WILD FORESTS

Scary Fact.  Did you know that less than 1% of Scotland’s ancient Caledonian Forest remains?  Most of the forests that can be found in Scotland today are in fact monoculture, linear plantations of non-native species for purposes of timber and paper production.  These include, for example, sitka spruce from Japan and lodge pine from North America.

Fun Fact.  Highland Carbon plants WILD forests to restore landscapes to their former splendour.  Wild forests are much more beneficial to wildlife.  They offer a range of shelter and food opportunities.

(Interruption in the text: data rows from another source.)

//! Connection Tests
//!
//! Tests for the blocking driver over a scripted in-memory stream.

use std::collections::VecDeque;
use std::io::{self, Read, Write};

use skyhash::protocol::{Element, ParseError, Pipeline, Query, QueryWriter};
use skyhash::{Connection, ConnectionConfig, SkyError};

/// Stream that hands out pre-split reads and records every write
struct ScriptedStream {
    reads: VecDeque<Vec<u8>>,
    written: Vec<u8>,
}

impl ScriptedStream {
    fn new<I, C>(chunks: I) -> Self
    where
        I: IntoIterator<Item = C>,
        C: AsRef<[u8]>,
    {
        Self {
            reads: chunks.into_iter().map(|c| c.as_ref().to_vec()).collect(),
            written: Vec::new(),
        }
    }
}

impl Read for ScriptedStream {
    fn read(&mut self, buf: &mut [u8]) -> io::Result<usize> {
        let Some(mut chunk) = self.reads.pop_front() else {
            return Ok(0);
        };
        let n = chunk.len().min(buf.len());
        buf[..n].copy_from_slice(&chunk[..n]);
        if n < chunk.len() {
            self.reads.push_front(chunk.split_off(n));
        }
        Ok(n)
    }
}

impl Write for ScriptedStream {
    fn write(&mut self, buf: &[u8]) -> io::Result<usize> {
        self.written.extend_from_slice(buf);
        Ok(buf.len())
    }

    fn flush(&mut self) -> io::Result<()> {
        Ok(())
    }
}

fn connection<I, C>(chunks: I) -> Connection<ScriptedStream>
where
    I: IntoIterator<Item = C>,
    C: AsRef<[u8]>,
{
    Connection::new(ScriptedStream::new(chunks), &ConnectionConfig::default())
}

// =============================================================================
// Exchange Tests
// =============================================================================

#[test]
fn test_run_query_writes_packet_and_reads_response() {
    let query = Query::from_args(["GET", "TestKey"]);
    let mut conn = connection([b"*1\n+5\nhello\n"]);

    let response = conn.run_query(&query).unwrap();
    assert_eq!(response.element(), &Element::String("hello".to_string()));
    assert_eq!(conn.get_ref().written, query.to_bytes().to_vec());
    assert_eq!(conn.buffered(), 0);
}

#[test]
fn test_response_split_across_reads() {
    let response = b"*1\n&2\n+5\nhello\n:3\n100\n";
    let chunks: Vec<&[u8]> = response.chunks(3).collect();
    let mut conn = connection(chunks);

    let parsed = conn.run_query(&Query::from_args(["MGET"])).unwrap();
    assert_eq!(
        parsed.into_element(),
        Element::Array(vec![
            Element::String("hello".to_string()),
            Element::UnsignedInt(100),
        ])
    );
}

#[test]
fn test_small_read_chunk() {
    let config = ConnectionConfig::builder().read_chunk_size(1).build();
    let stream = ScriptedStream::new([b"*1\n!4\nOkay\n"]);
    let mut conn = Connection::new(stream, &config);

    assert!(conn.run_query(&Query::from_args(["SET", "k", "v"])).unwrap().is_okay());
}

#[test]
fn test_leftover_bytes_stay_buffered() {
    let mut conn = connection([b"*1\n+1\na\n*1\n:1\n2\n"]);

    let first = conn.run_query(&Query::from_args(["GET", "a"])).unwrap();
    assert_eq!(first.element(), &Element::String("a".to_string()));
    assert_eq!(conn.buffered(), 8);

    // Served from the window without touching the exhausted stream
    let second = conn.read_response().unwrap();
    assert_eq!(second.element(), &Element::UnsignedInt(2));
    assert_eq!(conn.buffered(), 0);
}

#[test]
fn test_buffered_prefix_completed_by_next_read() {
    let mut conn = connection([&b"*1\n+1\na\n*1\n+3\nx"[..], &b"yz\n"[..]]);

    conn.run_query(&Query::from_args(["GET", "a"])).unwrap();
    assert_eq!(conn.buffered(), 7);

    let second = conn.read_response().unwrap();
    assert_eq!(second.element(), &Element::String("xyz".to_string()));
}

// =============================================================================
// Failure Tests
// =============================================================================

#[test]
fn test_zero_byte_read_is_connection_reset() {
    let mut conn = connection(Vec::<Vec<u8>>::new());
    let err = conn.run_query(&Query::from_args(["GET", "x"])).unwrap_err();
    assert!(matches!(err, SkyError::ConnectionReset));
}

#[test]
fn test_truncated_response_is_connection_reset() {
    let mut conn = connection([b"*1\n+5\nhel"]);
    let err = conn.read_response().unwrap_err();
    assert!(matches!(err, SkyError::ConnectionReset));
    assert_eq!(conn.buffered(), 9);
}

#[test]
fn test_framing_error_clears_buffer() {
    let mut conn = connection([b"#1\n+1\na\n"]);
    let err = conn.read_response().unwrap_err();
    assert_eq!(err.parse_error(), Some(&ParseError::UnexpectedByte));
    assert_eq!(conn.buffered(), 0);
}

#[test]
fn test_type_error_retains_buffer() {
    let mut conn = connection([b"*1\n:2\nab\n"]);
    let err = conn.read_response().unwrap_err();
    assert_eq!(err.parse_error(), Some(&ParseError::DataTypeParseError));
    assert_eq!(conn.buffered(), 9);
}

#[test]
fn test_type_error_repeats_until_discarded() {
    let mut conn = connection([&b"*1\n:2\nab\n"[..], &b"*1\n+2\nhi\n"[..]]);

    let err = conn.run_query(&Query::from_args(["GET", "n"])).unwrap_err();
    assert_eq!(err.parse_error(), Some(&ParseError::DataTypeParseError));

    // The bad packet still sits at the front; nothing new is read
    let err = conn.run_query(&Query::from_args(["GET", "s"])).unwrap_err();
    assert_eq!(err.parse_error(), Some(&ParseError::DataTypeParseError));
    assert_eq!(conn.buffered(), 9);

    conn.discard_buffered();
    assert_eq!(conn.buffered(), 0);

    let response = conn.read_response().unwrap();
    assert_eq!(response.element(), &Element::String("hi".to_string()));
}

#[test]
fn test_too_deep_response_clears_buffer() {
    let mut response = b"*1\n".to_vec();
    for _ in 0..10_000 {
        response.extend_from_slice(b"&1\n");
    }
    let mut conn = connection([response]);

    let err = conn.read_response().unwrap_err();
    assert!(matches!(err.parse_error(), Some(ParseError::TooDeep(_))));
    assert_eq!(conn.buffered(), 0);
}

#[test]
fn test_pipeline_response_is_unsupported() {
    let pipeline = Pipeline::new()
        .add(&Query::from_args(["SET", "a", "1"]))
        .add(&Query::from_args(["GET", "a"]));
    let mut conn = connection([b"*2\n!4\nOkay\n+1\n1\n"]);

    conn.write_pipeline(&pipeline).unwrap();
    assert_eq!(conn.get_ref().written, pipeline.to_bytes().to_vec());

    let err = conn.read_response().unwrap_err();
    assert_eq!(err.parse_error(), Some(&ParseError::Unsupported(2)));
    assert_eq!(conn.buffered(), 0);
}

#[test]
fn test_into_inner_returns_stream() {
    let mut conn = connection([b"*1\n:1\n0\n"]);
    conn.run_query(&Query::from_args(["DBSIZE"])).unwrap();
    let stream = conn.into_inner();
    assert!(stream.reads.is_empty());
    assert!(stream.written.starts_with(b"*1\n~1\n"));
}
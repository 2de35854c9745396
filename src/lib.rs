//! # Skyhash
//!
//! Client-side implementation of the Skyhash wire protocol:
//! - Query and pipeline encoding
//! - Incremental, cursor-based response parsing
//! - Blocking and async connection drivers that retry on partial data
//! - Pluggable user value codecs (JSON, bincode)
//!
//! ## Architecture Overview
//!
//! ```text
//! ┌─────────────────────────────────────────────────────────────┐
//! │                 Connection / AsyncConnection                 │
//! │            (read loop, zero-byte read = reset)               │
//! └──────────────┬──────────────────────────────┬───────────────┘
//!                │ write                        │ bytes
//!                ▼                              ▼
//!   ┌────────────────────────┐      ┌────────────────────────┐
//!   │    Query / Pipeline    │      │     ResponseWindow     │
//!   │       (encoder)        │      │   (sliding buffer)     │
//!   └────────────────────────┘      └───────────┬────────────┘
//!                                               │ parse(&[u8])
//!                                               ▼
//!                                   ┌────────────────────────┐
//!                                   │   Parser -> Response   │
//!                                   │   (Element tree)       │
//!                                   └────────────────────────┘
//! ```
//!
//! ## Example
//!
//! ```
//! use skyhash::protocol::{parse, Element, Query, QueryWriter};
//!
//! let query = Query::from_args(["GET", "TestKey"]);
//! assert_eq!(&query.to_bytes()[..], b"*1\n~2\n3\nGET\n7\nTestKey\n");
//!
//! let (response, consumed) = parse(b"*1\n+5\nhello\n").unwrap();
//! assert_eq!(response.element(), &Element::String("hello".into()));
//! assert_eq!(consumed, 12);
//! ```

// =============================================================================
// Module Declarations
// =============================================================================

pub mod config;
pub mod error;

pub mod network;
pub mod protocol;
pub mod value;

// =============================================================================
// Public API Re-exports
// =============================================================================

pub use config::ConnectionConfig;
pub use error::{Result, SkyError};
pub use network::{AsyncConnection, Connection};
pub use protocol::{Element, ParseError, Pipeline, Query, QueryWriter, Response};
pub use value::{BincodeCodec, JsonCodec, ValueCodec};

// =============================================================================
// Version Info
// =============================================================================

/// Current version of the crate
pub const VERSION: &str = env!("CARGO_PKG_VERSION");
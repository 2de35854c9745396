//! Async connection
//!
//! The tokio twin of [`Connection`](super::Connection): same window, same
//! parse-and-retry loop, with reads and writes awaited.

use std::future::Future;
use std::io::{self, ErrorKind};
use std::time::Duration;

use tokio::io::{AsyncRead, AsyncReadExt, AsyncWrite};
use tokio::net::TcpStream;

use crate::config::ConnectionConfig;
use crate::error::{Result, SkyError};
use crate::protocol::{write_to_async, Pipeline, Query, QueryWriter, Response};

use super::buffer::ResponseWindow;

/// Run `op` under an optional deadline
async fn with_timeout<T, F>(limit: Option<Duration>, op: F) -> io::Result<T>
where
    F: Future<Output = io::Result<T>>,
{
    match limit {
        Some(limit) => tokio::time::timeout(limit, op)
            .await
            .map_err(|_| io::Error::new(ErrorKind::TimedOut, "operation timed out"))?,
        None => op.await,
    }
}

/// An asynchronous Skyhash connection
pub struct AsyncConnection<S = TcpStream> {
    stream: S,
    window: ResponseWindow,
    read_chunk: Vec<u8>,
    read_timeout: Option<Duration>,
    write_timeout: Option<Duration>,
    peer_addr: String,
}

impl AsyncConnection<TcpStream> {
    /// Open a TCP connection using the configured endpoint and socket options
    pub async fn connect(config: &ConnectionConfig) -> Result<Self> {
        config.validate()?;

        let stream = TcpStream::connect(config.addr()).await?;
        stream.set_nodelay(config.nodelay)?;

        let peer_addr = stream
            .peer_addr()
            .map(|a| a.to_string())
            .unwrap_or_else(|_| config.addr());
        tracing::debug!("Connected to {}", peer_addr);

        let mut conn = Self::new(stream, config);
        conn.peer_addr = peer_addr;
        Ok(conn)
    }
}

impl<S: AsyncRead + AsyncWrite + Unpin> AsyncConnection<S> {
    /// Wrap an already-open stream
    pub fn new(stream: S, config: &ConnectionConfig) -> Self {
        Self {
            stream,
            window: ResponseWindow::with_capacity(config.buffer_capacity),
            read_chunk: vec![0u8; config.read_chunk_size.max(1)],
            read_timeout: config.read_timeout(),
            write_timeout: config.write_timeout(),
            peer_addr: config.addr(),
        }
    }

    /// Send a query and wait for its response
    ///
    /// After a `DataTypeParseError` or `UnknownDataType` the bad packet stays
    /// buffered; call [`AsyncConnection::discard_buffered`] before the next query.
    pub async fn run_query(&mut self, query: &Query) -> Result<Response> {
        self.send(query).await?;
        self.read_response().await
    }

    /// Send a pipeline; see [`Connection::write_pipeline`](super::Connection::write_pipeline)
    pub async fn write_pipeline(&mut self, pipeline: &Pipeline) -> Result<()> {
        self.send(pipeline).await
    }

    /// Read until one complete response is buffered
    pub async fn read_response(&mut self) -> Result<Response> {
        // A previous read may already hold the next response
        if !self.window.is_empty() {
            if let Some(response) = self.window.try_take_response()? {
                return Ok(response);
            }
        }

        loop {
            let read = match with_timeout(
                self.read_timeout,
                self.stream.read(&mut self.read_chunk),
            )
            .await
            {
                Ok(n) => n,
                Err(ref e) if e.kind() == ErrorKind::Interrupted => continue,
                Err(e) => {
                    tracing::warn!("Error reading from {}: {}", self.peer_addr, e);
                    return Err(e.into());
                }
            };

            if read == 0 {
                tracing::debug!("Connection reset by {}", self.peer_addr);
                return Err(SkyError::ConnectionReset);
            }

            self.window.extend(&self.read_chunk[..read]);
            tracing::trace!(
                read,
                buffered = self.window.len(),
                "Read from {}",
                self.peer_addr
            );

            if let Some(response) = self.window.try_take_response()? {
                return Ok(response);
            }
        }
    }

    async fn send<Q: QueryWriter>(&mut self, packet: &Q) -> Result<()> {
        with_timeout(self.write_timeout, write_to_async(packet, &mut self.stream)).await?;
        tracing::trace!(bytes = packet.encoded_len(), "Wrote to {}", self.peer_addr);
        Ok(())
    }

    /// Bytes buffered but not yet consumed by a response
    pub fn buffered(&self) -> usize {
        self.window.len()
    }

    /// Drop every buffered byte
    ///
    /// Type errors (`DataTypeParseError`, `UnknownDataType`) keep the bad
    /// packet at the front of the window, so every later read fails the same
    /// way until the caller discards it.
    pub fn discard_buffered(&mut self) {
        tracing::debug!(
            discarded = self.window.len(),
            "Discarding buffered bytes from {}",
            self.peer_addr
        );
        self.window.clear();
    }

    pub fn peer_addr(&self) -> &str {
        &self.peer_addr
    }

    pub fn get_ref(&self) -> &S {
        &self.stream
    }

    /// Unwrap the underlying stream, discarding buffered bytes
    pub fn into_inner(self) -> S {
        self.stream
    }
}
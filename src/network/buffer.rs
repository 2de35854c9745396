//! Response window
//!
//! Sliding buffer shared by both connection drivers. Bytes read from the
//! transport are appended; each parse attempt starts from the front; a
//! successful parse trims the consumed prefix.

use bytes::{Buf, BytesMut};

use crate::error::Result;
use crate::protocol::{parse, ParseError, Response};

/// What happens to the window after a parse error
#[derive(Debug, Clone, Copy, PartialEq, Eq)]
pub enum BufferAction {
    /// Read more bytes and parse again from the start
    Retry,
    /// Keep the bytes; the framing was sound up to the bad field
    Retain,
    /// Drop everything buffered
    Clear,
}

impl BufferAction {
    pub fn for_error(error: &ParseError) -> Self {
        match error {
            ParseError::NotEnough => BufferAction::Retry,
            ParseError::DataTypeParseError | ParseError::UnknownDataType => BufferAction::Retain,
            ParseError::UnexpectedByte
            | ParseError::BadPacket
            | ParseError::Empty
            | ParseError::Unsupported(_)
            | ParseError::TooDeep(_) => BufferAction::Clear,
        }
    }
}

/// Caller-owned buffer of unparsed response bytes
#[derive(Debug, Default)]
pub struct ResponseWindow {
    buffer: BytesMut,
}

impl ResponseWindow {
    pub fn with_capacity(capacity: usize) -> Self {
        Self {
            buffer: BytesMut::with_capacity(capacity),
        }
    }

    /// Append freshly read bytes
    pub fn extend(&mut self, bytes: &[u8]) {
        self.buffer.extend_from_slice(bytes);
    }

    pub fn len(&self) -> usize {
        self.buffer.len()
    }

    pub fn is_empty(&self) -> bool {
        self.buffer.is_empty()
    }

    pub fn as_slice(&self) -> &[u8] {
        &self.buffer
    }

    pub fn clear(&mut self) {
        self.buffer.clear();
    }

    /// Try to take one complete response from the front of the window
    ///
    /// `Ok(None)` means more bytes are needed. Terminal errors apply the
    /// buffer policy for their kind before being returned.
    pub fn try_take_response(&mut self) -> Result<Option<Response>> {
        match parse(&self.buffer) {
            Ok((response, consumed)) => {
                self.buffer.advance(consumed);
                tracing::trace!(consumed, remaining = self.buffer.len(), "Parsed response");
                Ok(Some(response))
            }
            Err(error) => match BufferAction::for_error(&error) {
                BufferAction::Retry => {
                    tracing::debug!(buffered = self.buffer.len(), "Incomplete response, awaiting more bytes");
                    Ok(None)
                }
                BufferAction::Retain => {
                    tracing::warn!(buffered = self.buffer.len(), "Parse error ({}), retaining buffer", error);
                    Err(error.into())
                }
                BufferAction::Clear => {
                    tracing::warn!(buffered = self.buffer.len(), "Parse error ({}), clearing buffer", error);
                    self.buffer.clear();
                    Err(error.into())
                }
            },
        }
    }
}
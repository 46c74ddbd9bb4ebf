pub mod trace;

pub use trace::*;

use crate::direction::Direction;
use crate::grid::{Coord, Grid};
use serde::{Deserialize, Serialize};
use std::collections::HashSet;
use std::{error::Error, fmt};

/// Scalar parameters of one Bellman sweep.
#[derive(Clone, Copy, Debug, PartialEq, Serialize, Deserialize)]
pub struct SweepParams {
    /// Probability mass that a movement attempt slips to one of the two
    /// perpendicular directions (split evenly between them). Must be in [0, 1].
    pub noise: f64,
    /// Discount factor on the future-value term. Must be in [0, 1].
    pub decay: f64,
    /// Additive reward for existing in a non-terminal state, typically
    /// negative.
    pub cost: f64,
}

/// Parameters of the demonstration scenario.
impl Default for SweepParams {
    fn default() -> Self {
        Self {
            noise: 0.2,
            decay: 0.9,
            cost: -0.05,
        }
    }
}

#[derive(Debug, Clone, PartialEq)]
pub enum WorldInitError {
    CoordinateOutOfRange {
        coord: Coord,
        rows: usize,
        cols: usize,
    },
    NoiseOutOfRange(f64),
    DecayOutOfRange(f64),
}

impl fmt::Display for WorldInitError {
    fn fmt(&self, f: &mut fmt::Formatter<'_>) -> fmt::Result {
        match self {
            WorldInitError::CoordinateOutOfRange { coord, rows, cols } => {
                write!(f, "coordinate {coord} lies outside the {rows}x{cols} grid")
            }
            WorldInitError::NoiseOutOfRange(noise) => {
                write!(f, "noise ({noise}) must be within [0, 1]")
            }
            WorldInitError::DecayOutOfRange(decay) => {
                write!(f, "decay ({decay}) must be within [0, 1]")
            }
        }
    }
}

impl Error for WorldInitError {}

#[derive(Debug, Clone, PartialEq, Eq)]
pub enum RunError {
    TooManyIterations { max: usize, actual: usize },
}

impl fmt::Display for RunError {
    fn fmt(&self, f: &mut fmt::Formatter<'_>) -> fmt::Result {
        match self {
            RunError::TooManyIterations { max, actual } => {
                write!(f, "iterations ({actual}) exceed supported maximum ({max})")
            }
        }
    }
}

impl Error for RunError {}

/// Utility of the cell an agent ends up observing when it attempts to move
/// from `origin` in `dir`. Out-of-bounds and wall candidates bounce the agent
/// back to the origin cell, so walls act as elastic barriers rather than
/// penalized or absorbing states.
pub fn neighbor_value(grid: &Grid, walls: &HashSet<Coord>, origin: Coord, dir: Direction) -> f64 {
    let (dr, dc) = dir.delta();
    let row = origin.row as isize + dr;
    let col = origin.col as isize + dc;
    if row < 0 || col < 0 {
        return grid.get(origin);
    }
    let candidate = Coord::new(row as usize, col as usize);
    if !grid.contains(candidate) || walls.contains(&candidate) {
        return grid.get(origin);
    }
    grid.get(candidate)
}

/// Maximum expected utility over the four movement attempts from `origin`.
///
/// An attempt succeeds with probability `1 - noise` and slips to each
/// perpendicular direction with probability `noise / 2`. Slip terms are
/// accumulated in a fixed order so results are bit-for-bit reproducible.
pub fn best_action_value(noise: f64, grid: &Grid, walls: &HashSet<Coord>, origin: Coord) -> f64 {
    let slip = noise / 2.0;
    Direction::ALL
        .iter()
        .map(|&dir| {
            let [side_a, side_b] = dir.perpendicular();
            neighbor_value(grid, walls, origin, dir) * (1.0 - noise)
                + neighbor_value(grid, walls, origin, side_a) * slip
                + neighbor_value(grid, walls, origin, side_b) * slip
        })
        .fold(f64::NEG_INFINITY, f64::max)
}

/// A grid MDP plus the state needed to run synchronous value iteration over
/// it: terminal cells keep their value forever, wall cells are excluded from
/// updates and impassable to movement.
#[derive(Debug)]
pub struct GridWorld {
    grid: Grid,
    terminals: HashSet<Coord>,
    walls: HashSet<Coord>,
    params: SweepParams,
    iteration: usize,
}

impl GridWorld {
    pub const MAX_ITERATIONS: usize = 1_000_000;

    pub fn new(
        grid: Grid,
        terminals: impl IntoIterator<Item = Coord>,
        walls: impl IntoIterator<Item = Coord>,
        params: SweepParams,
    ) -> Self {
        Self::try_new(grid, terminals, walls, params).unwrap_or_else(|e| panic!("{e}"))
    }

    pub fn try_new(
        grid: Grid,
        terminals: impl IntoIterator<Item = Coord>,
        walls: impl IntoIterator<Item = Coord>,
        params: SweepParams,
    ) -> Result<Self, WorldInitError> {
        if !(0.0..=1.0).contains(&params.noise) {
            return Err(WorldInitError::NoiseOutOfRange(params.noise));
        }
        if !(0.0..=1.0).contains(&params.decay) {
            return Err(WorldInitError::DecayOutOfRange(params.decay));
        }
        let terminals: HashSet<Coord> = terminals.into_iter().collect();
        let walls: HashSet<Coord> = walls.into_iter().collect();
        for &coord in terminals.iter().chain(walls.iter()) {
            if !grid.contains(coord) {
                return Err(WorldInitError::CoordinateOutOfRange {
                    coord,
                    rows: grid.rows(),
                    cols: grid.cols(),
                });
            }
        }
        Ok(Self {
            grid,
            terminals,
            walls,
            params,
            iteration: 0,
        })
    }

    pub fn grid(&self) -> &Grid {
        &self.grid
    }

    pub fn params(&self) -> SweepParams {
        self.params
    }

    /// Number of sweeps performed so far.
    pub fn iteration(&self) -> usize {
        self.iteration
    }

    pub fn is_terminal(&self, coord: Coord) -> bool {
        self.terminals.contains(&coord)
    }

    pub fn is_wall(&self, coord: Coord) -> bool {
        self.walls.contains(&coord)
    }

    /// Perform one synchronous Bellman sweep, replacing the grid with a fresh
    /// one computed entirely from the previous grid's values.
    pub fn step(&mut self) {
        self.grid = self.sweep();
        self.iteration += 1;
    }

    /// One Bellman backup of every cell. Terminals are copied verbatim from
    /// the old grid; walls are left at the fresh grid's zero rather than
    /// carried over; every other cell gets `cost + decay * best_action_value`.
    /// No cell ever observes another cell's already-updated value.
    fn sweep(&self) -> Grid {
        let mut next = Grid::zeroed(self.grid.rows(), self.grid.cols());
        for coord in self.grid.coords() {
            if self.terminals.contains(&coord) {
                next.set(coord, self.grid.get(coord));
            } else if !self.walls.contains(&coord) {
                let best = best_action_value(self.params.noise, &self.grid, &self.walls, coord);
                next.set(coord, self.params.cost + self.params.decay * best);
            }
        }
        next
    }

    pub fn run(&mut self, iterations: usize) -> RunTrace {
        self.try_run(iterations).unwrap_or_else(|e| panic!("{e}"))
    }

    /// Perform a fixed number of sweeps, recording one snapshot per sweep.
    /// The iteration count is always exhausted; `max_residual` in the trace
    /// is informational and never triggers early stopping.
    pub fn try_run(&mut self, iterations: usize) -> Result<RunTrace, RunError> {
        if iterations > Self::MAX_ITERATIONS {
            return Err(RunError::TooManyIterations {
                max: Self::MAX_ITERATIONS,
                actual: iterations,
            });
        }
        let mut snapshots = Vec::with_capacity(iterations);
        for _ in 0..iterations {
            let prev = self.grid.clone();
            self.step();
            let max_residual = prev
                .coords()
                .map(|c| (self.grid.get(c) - prev.get(c)).abs())
                .fold(0.0, f64::max);
            snapshots.push(IterationSnapshot {
                iteration: self.iteration,
                max_residual,
                grid: self.grid.clone(),
            });
        }
        Ok(RunTrace {
            schema_version: 1,
            iterations,
            snapshots,
        })
    }
}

How do we do it?  We plant a wide range of native species in overlapping bands that replicate the way wild forests naturally form and regenerate.  So for examples, aspen and alder at the river’s edge; rowan and birch on the damp margins; beech and oak on the slopes; and eventually Scots pine on the hillsides.  On a given project site, we typically plant around a dozen native species.

 

This is a very different approach from some other carbon offsetting providers who merely plant trees in a grid on arable land without selecting and designing sites for biodiversity impacts.

 

But isn’t planting forests in the Highlands bad for native deer?  Actually, that’s a misconception.  Much of the landscape would have been forested prior to the intervention of man.  On the Continent, for example, Red deer move through mixed habitat: moorland, glade and forest.  This is the same for the North American Elk, the cousin of the Red deer.  Deer browse a vast range of plant-life.  The greater the plant diversity, the better the habitat for deer. 

 

That said, we protect each planting site with deer fencing for around thirty years, so they don’t become deer salad as saplings.  So doing ensures that the trees establish well and thrive before becoming deer habitat.

 

The hillside and valley forests that we create comprise shelter belts for deer.  So they reduce the risk of deer dying from exposure during the worst of the weather.  And goodness knows, Scotland has its share of that. 

The important thing is to achieve a balance so that each estate can continue to manage their deer populations, farm in the lowlands and yet increase the natural capital of their land holdings. 

 

The result is that the estates become more desirable from a quality of life and tourism perspective.